During the hearing last week between Trump’s lawyers and the Justice Department, the three appeals judges asked pointed questions of the Trump team and seemed to lean toward tossing out the special master or severely limiting his scope, although oral arguments don’t always indicate how judges will ultimately rule.

Grant and Brasher, as well as Obama appointee Robin Rosenbaum, unanimously sided with the DOJ in September when they agreed with the DOJ that Cannon had “likely erred” in her ruling pausing the DOJ’s criminal investigation and when she had required prosecutors to allow Dearie to scrutinize independently the roughly 100 documents with classified markings that had been seized from Mar-a-Lago.

Cannon had ruled in September that she “temporarily enjoins the Government from reviewing and using the seized materials for investigative purposes pending completion of the special master’s review or further Court order.”

But Grant, Brasher, and Rosenbaum granted the DOJ’s request to keep using the allegedly classified documents in its investigation as the appeals process continued.

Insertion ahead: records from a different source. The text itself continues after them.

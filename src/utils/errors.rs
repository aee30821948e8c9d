//! Error types for mixer-resilience
//!
//! All error types use thiserror for clean error handling.
//! Runtime failures of wrapped operations are reported as
//! [`ErrorRecord`](crate::models::ErrorRecord) instead; the enums here cover
//! configuration and user input.

/// Errors from reading startup configuration
#[derive(Debug, Clone, PartialEq, Eq, thiserror::Error)]
pub enum ConfigError {
    #[error("Invalid value for {var}: '{value}' ({reason})")]
    InvalidValue {
        var: String,
        value: String,
        reason: String,
    },

    #[error("Invalid endpoint URL in {var}: '{url}'")]
    InvalidUrl { var: String, url: String },

    #[error("Duplicate endpoint id: {0}")]
    DuplicateEndpoint(String),

    #[error("Unknown network: {0}")]
    UnknownNetwork(String),
}

/// Errors from validating user-entered amounts and addresses
#[derive(Debug, Clone, PartialEq, Eq, thiserror::Error)]
pub enum ValidationError {
    #[error("Amount cannot be empty")]
    EmptyAmount,

    #[error("Amount must be greater than zero")]
    ZeroAmount,

    #[error("Amount is too large")]
    AmountOverflow,

    #[error("Invalid address: {0}")]
    InvalidAddress(String),
}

Grant, Brasher, and Pryor must now decide whether to allow the special master process to continue any further.

"The problem is we have to determine when it's proper for a district court to do this in the first place," Pryor told Trump lawyer Jim Trusty last week, according to CBS News. "Basically, other than the fact this involves a former president, everything else about this is indistinguishable from any pre-indictment search warrant, and we've got to be concerned about the precedent that we would create that would allow any target of a federal criminal investigation to go into a district court and to have a district court entertain this kind of petition, exercise equitable jurisdiction and interfere with the executive branch's ongoing investigation."

Grant argued during the hearing that Trump “hasn’t really made much of an effort to show specific need,” according to Politico. ABC News also noted that Brasher said: “Other than the fact that this involves a former president, everything else about this is indistinguishable from any pre-indictment search warrant.”

Pryor also questioned Trump's lawyers on whether the raid by the FBI was unlawful, asking: "If you can't establish that, then what are we doing here?"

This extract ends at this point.